Under the Council’s poverty standards, a rural family of five spending less than $80 a month or an urban family of five spending less than about $115 a month should be considered poor. So, according to Rangarajan, 363 million Indians, nearly 30 percent of the population, are considered poor according to the latest census from 2011-2012. The Council also stressed how varied the prices of goods are across India. For instance, the report showed that, “the most expensive regions for the poor are about twice as costly as the cheapest.”
Their research unveiled that, in regions such as Gujarat — the state that the current Prime Minister once governed, figures show urban poverty rates slightly below the national average, but rural poverty rates drastically lower. This demonstrates the increasing gap between the rich and poor. The report showed a disdain for welfare programs in the region and noted, “Its poor are so poor that they are unable to exploit the economic opportunities as efficiently as the more fortunate.”
Although this established definition of a poverty line in India is the strictest guideline set in history, it reveals progress. In 2010, 38.2 percent of Indian families were considered poor, demonstrating a decrease since 2011. This new assessment of poverty in India has eased political tensions regarding the estimation of poverty. Before, the Congress Party was at odds with much of the population and even with newly elected Prime Minister Narendra Modi regarding the definition of poverty.
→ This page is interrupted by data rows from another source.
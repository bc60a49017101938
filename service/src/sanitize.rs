//! User input sanitization.
//!
//! Stored values go through [`text()`] (or [`url()`] for links) once, at the
//! domain boundary. [`escape()`] is for rendering untrusted text into an HTML
//! context and is independent of the storage-side filtering.

use std::sync::LazyLock;

use regex::Regex;

/// Regular expression matching opening and closing HTML tags that must never
/// reach storage (`<script>`, `<iframe>`, `<svg>` and the like).
static DANGEROUS_TAGS: LazyLock<Regex> = LazyLock::new(|| {
    Regex::new(
        r"(?i)<\s*/?\s*(script|iframe|object|embed|form|input|link|meta|style|base|svg|math|details|marquee)[^>]*>",
    )
    .expect("valid regex")
});

/// Regular expression matching inline event handler attributes
/// (`onclick="..."`, `onerror='...'`).
static EVENT_HANDLERS: LazyLock<Regex> = LazyLock::new(|| {
    Regex::new(r#"(?i)\s+on\w+\s*=\s*["'][^"']*["']"#).expect("valid regex")
});

/// Regular expression matching a `javascript:` scheme, with optional
/// whitespace before the colon.
static JAVASCRIPT_URI: LazyLock<Regex> =
    LazyLock::new(|| Regex::new(r"(?i)javascript\s*:").expect("valid regex"));

/// Regular expression matching a `data:text/html` payload.
static DATA_URI: LazyLock<Regex> = LazyLock::new(|| {
    Regex::new(r"(?i)data\s*:\s*text/html").expect("valid regex")
});

/// Regular expression matching a CSS `expression(` construct.
static EXPRESSION_CSS: LazyLock<Regex> =
    LazyLock::new(|| Regex::new(r"(?i)expression\s*\(").expect("valid regex"));

/// Strips dangerous constructs out of the provided free-form `input` and
/// trims surrounding whitespace.
///
/// The result keeps ordinary markup characters intact, so it is storage-safe
/// but not display-safe. Escape with [`escape()`] when rendering.
///
/// Each pattern is applied in a single pass, so payloads split across a
/// removed region can reassemble (`<scr<script>ipt>` comes out as
/// `<script>`), and only quoted event handler attributes are matched. Both
/// behaviors match the original filter this one replaces; [`escape()`] at
/// render time is the backstop.
#[must_use]
pub fn text(input: &str) -> String {
    let out = DANGEROUS_TAGS.replace_all(input, "");
    let out = EVENT_HANDLERS.replace_all(&out, "");
    let out = JAVASCRIPT_URI.replace_all(&out, "");
    let out = DATA_URI.replace_all(&out, "");
    let out = EXPRESSION_CSS.replace_all(&out, "");
    out.trim().to_owned()
}

/// Escapes the provided `input` for interpolation into an HTML context.
///
/// Replaces `&`, `<`, `>`, `"`, `'` and `/` with their HTML entities.
#[must_use]
pub fn escape(input: &str) -> String {
    let mut out = String::with_capacity(input.len());
    for c in input.chars() {
        match c {
            '&' => out.push_str("&amp;"),
            '<' => out.push_str("&lt;"),
            '>' => out.push_str("&gt;"),
            '"' => out.push_str("&quot;"),
            '\'' => out.push_str("&#x27;"),
            '/' => out.push_str("&#x2F;"),
            _ => out.push(c),
        }
    }
    out
}

/// Sanitizes the provided `input` as a URL.
///
/// Only `http://`, `https://` and `mailto:` URLs are admitted. Anything
/// else (including `javascript:` and `data:text/html` payloads smuggled
/// into an otherwise valid URL) collapses to an empty string.
#[must_use]
pub fn url(input: &str) -> String {
    /// Regular expression matching the allowed URL schemes.
    static ALLOWED_SCHEME: LazyLock<Regex> = LazyLock::new(|| {
        Regex::new(r"(?i)^(https?://|mailto:)").expect("valid regex")
    });

    let trimmed = input.trim();
    if !ALLOWED_SCHEME.is_match(trimmed) {
        return String::new();
    }

    let out = JAVASCRIPT_URI.replace_all(trimmed, "");
    let out = DATA_URI.replace_all(&out, "");
    out.into_owned()
}

#[cfg(test)]
mod text_spec {
    use super::text;

    #[test]
    fn removes_script_tags() {
        assert_eq!(text("<script>alert(1)</script>hello"), "alert(1)hello");
        assert_eq!(text("<ScRiPt src=x>payload</sCrIpT>"), "payload");
    }

    #[test]
    fn removes_tags_with_inner_whitespace() {
        assert_eq!(text("< script >x</ script >"), "x");
    }

    #[test]
    fn removes_event_handlers() {
        assert_eq!(
            text(r#"<img src=x onerror="alert(1)">"#),
            "<img src=x>",
        );
        assert_eq!(
            text(r"<a href=x onClick='go()'>link</a>"),
            "<a href=x>link</a>",
        );
    }

    #[test]
    fn removes_javascript_and_data_uris() {
        assert_eq!(text("javascript:alert(1)"), "alert(1)");
        assert_eq!(text("JaVaScRiPt  :alert(1)"), "alert(1)");
        assert_eq!(text("data : text/html,<p>"), ",<p>");
    }

    #[test]
    fn removes_css_expressions() {
        assert_eq!(text("width: expression (alert(1))"), "width: alert(1))");
    }

    #[test]
    fn trims_and_keeps_plain_text() {
        assert_eq!(text("  Analyse II, chapitre 3  "), "Analyse II, chapitre 3");
        assert_eq!(text("a < b && b > c"), "a < b && b > c");
    }

    #[test]
    fn output_is_stable_under_resanitization() {
        for input in [
            "<script>alert(1)</script>hello",
            r#"<img src=x onerror="alert(1)">"#,
            "javascript:alert(1)",
            "data : text/html,<p>",
            "  Analyse II, chapitre 3  ",
        ] {
            let once = text(input);
            assert_eq!(text(&once), once, "for input `{input}`");
        }
    }
}

#[cfg(test)]
mod escape_spec {
    use super::escape;

    #[test]
    fn escapes_html_significant_characters() {
        assert_eq!(
            escape(r#"<a href="/x">&'"#),
            "&lt;a href=&quot;&#x2F;x&quot;&gt;&amp;&#x27;",
        );
    }

    #[test]
    fn keeps_plain_text_intact() {
        assert_eq!(escape("révision du chapitre 3"), "révision du chapitre 3");
    }
}

#[cfg(test)]
mod url_spec {
    use super::url;

    #[test]
    fn admits_http_https_and_mailto() {
        assert_eq!(url("https://example.com/a"), "https://example.com/a");
        assert_eq!(url("  http://example.com  "), "http://example.com");
        assert_eq!(url("MAILTO:prof@example.com"), "MAILTO:prof@example.com");
    }

    #[test]
    fn rejects_other_schemes() {
        assert_eq!(url("javascript:alert(1)"), "");
        assert_eq!(url("ftp://example.com"), "");
        assert_eq!(url("//example.com"), "");
        assert_eq!(url(""), "");
    }

    #[test]
    fn strips_smuggled_payloads() {
        assert_eq!(
            url("https://example.com/?u=javascript:alert(1)"),
            "https://example.com/?u=alert(1)",
        );
    }
}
Most believed the poverty line was set too low. With these new standards, India hopes to go forward with more effective poverty reduction strategies, as it now has more realistic assessments of conditions in both rural and urban communities. The government is confident that these estimations will better allow for order in public spending to subsidize millions of lives, ensuring that the poorest — or those most in need — receive what is necessary to survive.